SecurityWeek and Rapid7 say the campaign has already breached more than 75 organisations across finance, defence and higher‑education; telemetry shows ToolShell callers beaconing from IP ranges in Russia and Vietnam, with follow‑on payloads that dump LSASS, steal machine keys and pivot laterally. In several cases the threat actor re‑entered even after administrators installed July’s cumulative updates, because the attackers had exfiltrated cryptographic material that let them mint new authentication cookies at will. Experts therefore stress that patching must be paired with machine‑key rotation and credential resets.
The U.S. Cybersecurity and Infrastructure Security Agency has added CVE‑2025‑53770 to its Known Exploited Vulnerabilities (KEV) catalogue, giving federal agencies 48 hours to apply Microsoft’s mitigations or disconnect affected servers.
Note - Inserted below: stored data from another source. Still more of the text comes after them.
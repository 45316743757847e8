use crate::tracing::RequestId;
use axum::{
    extract::Request,
    http::{header::HeaderName, HeaderValue},
    middleware::Next,
    response::Response,
};
use tracing::Instrument;

/// Header name for the request ID
pub const REQUEST_ID_HEADER: &str = "x-request-id";

/// Assigns a request id (reusing the caller's `x-request-id` when present) and
/// exposes it to handlers, error bodies and the response headers.
pub async fn request_id_middleware(mut request: Request, next: Next) -> Response {
    let request_id = request
        .headers()
        .get(REQUEST_ID_HEADER)
        .and_then(|v| v.to_str().ok())
        .filter(|v| !v.trim().is_empty())
        .map(RequestId::new)
        .unwrap_or_default();

    let header_value = HeaderValue::from_str(request_id.as_str()).ok();
    if let Some(value) = header_value.clone() {
        request
            .headers_mut()
            .insert(HeaderName::from_static(REQUEST_ID_HEADER), value);
    }
    request.extensions_mut().insert(request_id.clone());

    let span = tracing::info_span!(
        "request",
        request_id = %request_id.as_str(),
        method = %request.method(),
        uri = %request.uri(),
    );

    let mut response = crate::tracing::scope_request_id(
        request_id,
        async move { next.run(request).await }.instrument(span),
    )
    .await;

    if let Some(value) = header_value {
        response
            .headers_mut()
            .insert(HeaderName::from_static(REQUEST_ID_HEADER), value);
    }

    response
}
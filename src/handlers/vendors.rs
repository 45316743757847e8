use super::common::{created_response, no_content_response, success_response, PaginationParams};
use crate::{
    auth::AuthUser,
    commands::vendors::{CreateVendorCommand, UpdateVendorRequest},
    entities::vendor,
    errors::{ApiError, ServiceError},
    ApiResponse, AppState, PaginatedResponse,
};
use axum::{
    extract::{
        rejection::{JsonRejection, PathRejection, QueryRejection},
        Path, Query, State,
    },
    http::StatusCode,
    Json,
};
use chrono::{DateTime, Utc};
use serde::{Deserialize, Serialize};
use tracing::info;
use utoipa::ToSchema;
use uuid::Uuid;

/// A vendor profile with its current performance metrics.
#[derive(Debug, Clone, PartialEq, Serialize, Deserialize, ToSchema)]
pub struct VendorResponse {
    pub id: Uuid,
    pub vendor_code: String,
    pub name: String,
    pub contact_details: String,
    pub address: String,
    pub on_time_delivery_rate: f64,
    pub quality_rating_average: f64,
    /// Seconds
    pub average_response_time: f64,
    pub fulfilment_rate: f64,
    pub metrics_version: i32,
    pub metrics_updated_at: Option<DateTime<Utc>>,
    pub created_at: DateTime<Utc>,
    pub updated_at: DateTime<Utc>,
}

impl From<vendor::Model> for VendorResponse {
    fn from(model: vendor::Model) -> Self {
        Self {
            id: model.id,
            vendor_code: model.vendor_code,
            name: model.name,
            contact_details: model.contact_details,
            address: model.address,
            on_time_delivery_rate: model.on_time_delivery_rate,
            quality_rating_average: model.quality_rating_average,
            average_response_time: model.average_response_time,
            fulfilment_rate: model.fulfilment_rate,
            metrics_version: model.metrics_version,
            metrics_updated_at: model.metrics_updated_at,
            created_at: model.created_at,
            updated_at: model.updated_at,
        }
    }
}

fn vendor_not_found(id: impl std::fmt::Display) -> ServiceError {
    ServiceError::NotFound(format!("Vendor {} not found", id))
}

/// List vendors
#[utoipa::path(
    get,
    path = "/api/v1/vendors",
    summary = "List vendors",
    params(PaginationParams),
    responses(
        (status = 200, description = "Vendors retrieved", body = ApiResponse<PaginatedResponse<VendorResponse>>,
            headers(("X-Request-Id" = String, description = "Unique request id"))
        ),
        (status = 400, description = "Invalid query parameters", body = crate::errors::ErrorResponse),
        (status = 401, description = "Unauthorized", body = crate::errors::ErrorResponse),
        (status = 403, description = "Forbidden", body = crate::errors::ErrorResponse),
    ),
    security(("Bearer" = [])),
    tag = "vendors"
)]
pub async fn list_vendors(
    State(state): State<AppState>,
    params: Result<Query<PaginationParams>, QueryRejection>,
) -> Result<Json<ApiResponse<PaginatedResponse<VendorResponse>>>, ApiError> {
    let Query(params) = params?;
    let params = params.clamped(state.config.api_max_page_size);
    let (vendors, total) = state
        .services
        .vendors
        .list_vendors(params.page, params.per_page)
        .await?;
    let items = vendors.into_iter().map(VendorResponse::from).collect();
    Ok(success_response(params.into_response(items, total)))
}

/// Create a vendor
#[utoipa::path(
    post,
    path = "/api/v1/vendors",
    summary = "Create vendor",
    description = "Registers a vendor. Performance metrics start at zero and cannot be supplied.",
    request_body = CreateVendorCommand,
    responses(
        (status = 201, description = "Vendor created", body = ApiResponse<VendorResponse>),
        (status = 400, description = "Invalid request data", body = crate::errors::ErrorResponse),
        (status = 401, description = "Unauthorized", body = crate::errors::ErrorResponse),
        (status = 403, description = "Forbidden", body = crate::errors::ErrorResponse),
        (status = 409, description = "Vendor code already exists", body = crate::errors::ErrorResponse),
    ),
    security(("Bearer" = [])),
    tag = "vendors"
)]
pub async fn create_vendor(
    State(state): State<AppState>,
    auth_user: AuthUser,
    payload: Result<Json<CreateVendorCommand>, JsonRejection>,
) -> Result<(StatusCode, Json<ApiResponse<VendorResponse>>), ApiError> {
    let Json(command) = payload?;
    let vendor = state.services.vendors.create_vendor(command).await?;
    info!(vendor_id = %vendor.id, user_id = %auth_user.user_id, "vendor created via API");
    Ok(created_response(VendorResponse::from(vendor)))
}

/// Get a vendor by id
#[utoipa::path(
    get,
    path = "/api/v1/vendors/{id}",
    summary = "Get vendor",
    params(("id" = Uuid, Path, description = "Vendor ID")),
    responses(
        (status = 200, description = "Vendor retrieved", body = ApiResponse<VendorResponse>),
        (status = 401, description = "Unauthorized", body = crate::errors::ErrorResponse),
        (status = 404, description = "Vendor not found", body = crate::errors::ErrorResponse),
    ),
    security(("Bearer" = [])),
    tag = "vendors"
)]
pub async fn get_vendor(
    State(state): State<AppState>,
    id: Result<Path<Uuid>, PathRejection>,
) -> Result<Json<ApiResponse<VendorResponse>>, ApiError> {
    let Path(id) = id?;
    let vendor = state
        .services
        .vendors
        .get_vendor(id)
        .await?
        .ok_or_else(|| vendor_not_found(id))?;
    Ok(success_response(VendorResponse::from(vendor)))
}

/// Get a vendor by its vendor code
#[utoipa::path(
    get,
    path = "/api/v1/vendors/by-code/{code}",
    summary = "Get vendor by code",
    params(("code" = String, Path, description = "Vendor code")),
    responses(
        (status = 200, description = "Vendor retrieved", body = ApiResponse<VendorResponse>),
        (status = 401, description = "Unauthorized", body = crate::errors::ErrorResponse),
        (status = 404, description = "Vendor not found", body = crate::errors::ErrorResponse),
    ),
    security(("Bearer" = [])),
    tag = "vendors"
)]
pub async fn get_vendor_by_code(
    State(state): State<AppState>,
    code: Result<Path<String>, PathRejection>,
) -> Result<Json<ApiResponse<VendorResponse>>, ApiError> {
    let Path(code) = code?;
    let vendor = state
        .services
        .vendors
        .get_vendor_by_code(&code)
        .await?
        .ok_or_else(|| vendor_not_found(&code))?;
    Ok(success_response(VendorResponse::from(vendor)))
}

/// Partially update a vendor profile
#[utoipa::path(
    put,
    path = "/api/v1/vendors/{id}",
    summary = "Update vendor",
    description = "Only the supplied profile fields change. Metric fields are rejected.",
    params(("id" = Uuid, Path, description = "Vendor ID")),
    request_body = UpdateVendorRequest,
    responses(
        (status = 200, description = "Vendor updated", body = ApiResponse<VendorResponse>),
        (status = 400, description = "Invalid request data", body = crate::errors::ErrorResponse),
        (status = 401, description = "Unauthorized", body = crate::errors::ErrorResponse),
        (status = 403, description = "Forbidden", body = crate::errors::ErrorResponse),
        (status = 404, description = "Vendor not found", body = crate::errors::ErrorResponse),
        (status = 409, description = "Vendor code already exists", body = crate::errors::ErrorResponse),
    ),
    security(("Bearer" = [])),
    tag = "vendors"
)]
pub async fn update_vendor(
    State(state): State<AppState>,
    id: Result<Path<Uuid>, PathRejection>,
    auth_user: AuthUser,
    payload: Result<Json<UpdateVendorRequest>, JsonRejection>,
) -> Result<Json<ApiResponse<VendorResponse>>, ApiError> {
    let Path(id) = id?;
    let Json(changes) = payload?;
    let vendor = state.services.vendors.update_vendor(id, changes).await?;
    info!(vendor_id = %id, user_id = %auth_user.user_id, "vendor updated via API");
    Ok(success_response(VendorResponse::from(vendor)))
}

/// Delete a vendor with its purchase orders and history
#[utoipa::path(
    delete,
    path = "/api/v1/vendors/{id}",
    summary = "Delete vendor",
    params(("id" = Uuid, Path, description = "Vendor ID")),
    responses(
        (status = 204, description = "Vendor deleted"),
        (status = 401, description = "Unauthorized", body = crate::errors::ErrorResponse),
        (status = 403, description = "Forbidden", body = crate::errors::ErrorResponse),
        (status = 404, description = "Vendor not found", body = crate::errors::ErrorResponse),
    ),
    security(("Bearer" = [])),
    tag = "vendors"
)]
pub async fn delete_vendor(
    State(state): State<AppState>,
    id: Result<Path<Uuid>, PathRejection>,
    auth_user: AuthUser,
) -> Result<StatusCode, ApiError> {
    let Path(id) = id?;
    state.services.vendors.delete_vendor(id).await?;
    info!(vendor_id = %id, user_id = %auth_user.user_id, "vendor deleted via API");
    Ok(no_content_response())
}
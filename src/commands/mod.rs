use crate::{db::DbPool, errors::ServiceError, events::EventSender};
use async_trait::async_trait;
use std::sync::Arc;

/// Command trait for implementing the Command Pattern
///
/// A command encapsulates one business operation: it validates its input,
/// runs its writes in a single transaction and publishes domain events once
/// the transaction has committed.
#[async_trait]
pub trait Command: Send + Sync {
    /// The return type of the command when executed successfully
    type Result;

    /// Execute the command with the given dependencies
    ///
    /// # Arguments
    /// * `db_pool` - Database connection pool for persistence operations
    /// * `event_sender` - Channel to publish domain events
    async fn execute(
        &self,
        db_pool: Arc<DbPool>,
        event_sender: Arc<EventSender>,
    ) -> Result<Self::Result, ServiceError>;
}

pub mod performance;
pub mod purchase_orders;
pub mod vendors;
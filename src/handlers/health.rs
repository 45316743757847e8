use crate::AppState;
use axum::{extract::State, http::StatusCode, Json};
use serde::{Deserialize, Serialize};
use serde_json::{json, Value};
use std::sync::OnceLock;
use std::time::Instant;
use utoipa::ToSchema;

#[derive(Debug, Clone, Copy, PartialEq, Eq, Serialize, Deserialize, ToSchema)]
#[serde(rename_all = "lowercase")]
pub enum ComponentStatus {
    Up,
    Down,
}

#[derive(Debug, Clone, Serialize, Deserialize, ToSchema)]
pub struct HealthResponse {
    pub status: ComponentStatus,
    pub database: ComponentStatus,
    pub version: String,
    pub uptime_secs: u64,
    pub latency_ms: u64,
    pub timestamp: String,
}

static START_TIME: OnceLock<Instant> = OnceLock::new();

/// Records the process start; call once on startup.
pub fn init_start_time() {
    let _ = START_TIME.get_or_init(Instant::now);
}

fn uptime_secs() -> u64 {
    START_TIME.get().map(|t| t.elapsed().as_secs()).unwrap_or(0)
}

pub async fn root() -> Json<Value> {
    Json(json!({
        "name": env!("CARGO_PKG_NAME"),
        "version": env!("CARGO_PKG_VERSION"),
        "docs": "/swagger-ui",
    }))
}

pub async fn status(State(state): State<AppState>) -> Json<Value> {
    Json(json!({
        "status": "up",
        "version": env!("CARGO_PKG_VERSION"),
        "environment": state.config.environment,
        "uptime_secs": uptime_secs(),
        "timestamp": chrono::Utc::now().to_rfc3339(),
    }))
}

/// Health check with a database ping
#[utoipa::path(
    get,
    path = "/health",
    summary = "Health check",
    responses(
        (status = 200, description = "Service and database are up", body = HealthResponse),
        (status = 503, description = "Database unreachable", body = HealthResponse),
    ),
    tag = "health"
)]
pub async fn health(State(state): State<AppState>) -> (StatusCode, Json<HealthResponse>) {
    let started = Instant::now();
    let database = match crate::db::check_connection(&state.db).await {
        Ok(()) => ComponentStatus::Up,
        Err(e) => {
            tracing::warn!(error = %e, "health check database ping failed");
            ComponentStatus::Down
        }
    };
    let code = if database == ComponentStatus::Up {
        StatusCode::OK
    } else {
        StatusCode::SERVICE_UNAVAILABLE
    };
    (
        code,
        Json(HealthResponse {
            status: database,
            database,
            version: env!("CARGO_PKG_VERSION").to_string(),
            uptime_secs: uptime_secs(),
            latency_ms: started.elapsed().as_millis() as u64,
            timestamp: chrono::Utc::now().to_rfc3339(),
        }),
    )
}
CISA’s alert notes that ToolShell exploits a deserialisation flaw in SharePoint’s workflow engine, requires no authentication and grants SYSTEM‑level code‑execution on successful hit.
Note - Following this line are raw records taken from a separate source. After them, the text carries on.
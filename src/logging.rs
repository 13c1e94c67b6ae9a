//! Logging initialization for the binaries.
//!
//! Logs go to stderr; stdout is reserved for the RPC channel.

use tracing_subscriber::{fmt, layer::SubscriberExt, util::SubscriberInitExt, EnvFilter};

/// Filter used when `RUST_LOG` is unset or invalid.
pub const DEFAULT_FILTER: &str = "info";

/// Installs the global subscriber. Calling it twice is harmless.
pub fn init_logging() {
    let env_filter =
        EnvFilter::try_from_default_env().unwrap_or_else(|_| EnvFilter::new(DEFAULT_FILTER));

    let fmt_layer = fmt::layer()
        .compact()
        .with_target(true)
        .with_ansi(false)
        .with_writer(std::io::stderr);

    let _ = tracing_subscriber::registry()
        .with(env_filter)
        .with(fmt_layer)
        .try_init();
}
//! Host collaborators that forward every call as a JSON event.
//!
//! The RPC server has no window or web engine of its own. These
//! implementations queue `{"event": ...}` objects in an [`EventOutbox`]; the
//! server drains the outbox to stdout before each response so the external
//! host can act on them.

use std::cell::RefCell;
use std::collections::VecDeque;
use std::path::Path;
use std::rc::Rc;

use serde_json::{json, Value};

use crate::host::{DownloadHandle, NotificationSink, RenderEngine, ShellUi};
use crate::types::download::Severity;
use crate::types::tab::{NavigationStep, TabInfo, ViewId};

/// Queue of host events shared by all bridge collaborators.
#[derive(Clone, Default)]
pub struct EventOutbox {
    events: Rc<RefCell<VecDeque<Value>>>,
}

impl EventOutbox {
    pub fn new() -> Self {
        Self::default()
    }

    pub fn push(&self, event: Value) {
        self.events.borrow_mut().push_back(event);
    }

    /// Takes every queued event, oldest first.
    pub fn drain(&self) -> Vec<Value> {
        self.events.borrow_mut().drain(..).collect()
    }

    pub fn len(&self) -> usize {
        self.events.borrow().len()
    }

    pub fn is_empty(&self) -> bool {
        self.events.borrow().is_empty()
    }
}

/// Window geometry last reported by the host.
pub type GeometryCell = Rc<RefCell<Option<Vec<u8>>>>;

/// Render engine whose views live in the external host.
pub struct BridgeEngine {
    outbox: EventOutbox,
    next_view: u64,
}

impl BridgeEngine {
    pub fn new(outbox: EventOutbox) -> Self {
        Self { outbox, next_view: 1 }
    }
}

impl RenderEngine for BridgeEngine {
    fn create_view(&mut self) -> ViewId {
        let view = ViewId(self.next_view);
        self.next_view += 1;
        self.outbox.push(json!({"event": "view_created", "view": view.0}));
        view
    }

    fn load(&mut self, view: ViewId, url: &str) {
        self.outbox.push(json!({"event": "view_load", "view": view.0, "url": url}));
    }

    fn step(&mut self, view: ViewId, step: NavigationStep) {
        self.outbox.push(json!({"event": "view_navigate", "view": view.0, "step": step}));
    }

    fn destroy_view(&mut self, view: ViewId) {
        self.outbox.push(json!({"event": "view_destroyed", "view": view.0}));
    }
}

pub struct BridgeShell {
    outbox: EventOutbox,
    geometry: GeometryCell,
}

impl BridgeShell {
    pub fn new(outbox: EventOutbox, geometry: GeometryCell) -> Self {
        Self { outbox, geometry }
    }
}

impl ShellUi for BridgeShell {
    fn set_address(&mut self, text: &str) {
        self.outbox.push(json!({"event": "address", "text": text}));
    }

    fn tabs_changed(&mut self, tabs: &[TabInfo]) {
        self.outbox.push(json!({"event": "tabs_changed", "tabs": tabs}));
    }

    fn show_tab(&mut self, index: usize) {
        self.outbox.push(json!({"event": "show_tab", "index": index}));
    }

    fn show_message(&mut self, message: &str, severity: Severity) {
        self.outbox.push(json!({"event": "message", "text": message, "severity": severity}));
    }

    fn close_window(&mut self) {
        self.outbox.push(json!({"event": "close_window"}));
    }

    fn window_geometry(&self) -> Option<Vec<u8>> {
        self.geometry.borrow().clone()
    }

    fn restore_window_geometry(&mut self, blob: &[u8]) {
        *self.geometry.borrow_mut() = Some(blob.to_vec());
        let encoded = crate::rpc_handler::base64_encode(blob);
        self.outbox.push(json!({"event": "restore_geometry", "geometry": encoded}));
    }

    fn reveal_folder(&mut self, path: &Path) {
        self.outbox.push(json!({"event": "reveal_folder", "path": path.display().to_string()}));
    }
}

pub struct BridgeNotifications {
    outbox: EventOutbox,
}

impl BridgeNotifications {
    pub fn new(outbox: EventOutbox) -> Self {
        Self { outbox }
    }
}

impl NotificationSink for BridgeNotifications {
    fn notify(&mut self, message: &str, severity: Severity) {
        self.outbox.push(json!({"event": "notification", "text": message, "severity": severity}));
    }

    fn downloads_changed(&mut self) {
        self.outbox.push(json!({"event": "downloads_changed"}));
    }
}

/// Handle for a download owned by the host, addressed by the host's request token.
pub struct BridgeDownload {
    outbox: EventOutbox,
    request: String,
}

impl BridgeDownload {
    pub fn new(outbox: EventOutbox, request: &str) -> Self {
        Self { outbox, request: request.to_string() }
    }

    fn emit(&self, action: &str) {
        self.outbox.push(json!({"event": "download_control", "request": self.request, "action": action}));
    }
}

impl DownloadHandle for BridgeDownload {
    fn accept(&mut self, destination: &Path) {
        self.outbox.push(json!({
            "event": "download_accept",
            "request": self.request,
            "path": destination.display().to_string(),
        }));
    }

    fn pause(&mut self) {
        self.emit("pause");
    }

    fn resume(&mut self) {
        self.emit("resume");
    }

    fn cancel(&mut self) {
        self.emit("cancel");
    }
}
Microsoft’s interim guidance for vulnerable SharePoint 2016 boxes boils down to four actions: (1) install all July security updates, (2) run the hardening script that blocks remote procedure calls to suspect endpoints, (3) enable AMSI‑based scanning in Defender for Endpoint, and (4) rotate machine keys and reboot IIS. Redmond says the 2016 patch is “in final validation” and should land “within days,” but has not committed to a firm date.
Detection teams should hunt for newly created ToolShell.aspx
, spinstall0.aspx
or similarly named files in /_layouts/15
and review logs for the user‑agent string toolshell‑loader/1.3
or outbound traffic to 94.103.9[.]0/24 and 193.23.181[.]0/24. Rapid7 warns that the campaign is “deliberate and persistence‑oriented,” with operators revisiting servers to drop Cobalt Strike and Bughatch within hours of initial compromise.
Here’s the bottom line, if your SharePoint server still faces the open internet and does not have KB 5002768 or KB 5002754 (or their forthcoming 2016 equivalent) plus rotated machine keys, you remain a sitting duck. Administrators unable to patch immediately should remove public exposure, implement Microsoft’s mitigation script and comb logs for any sign ToolShell has landed—because attackers aren’t waiting for the final update, and neither should you.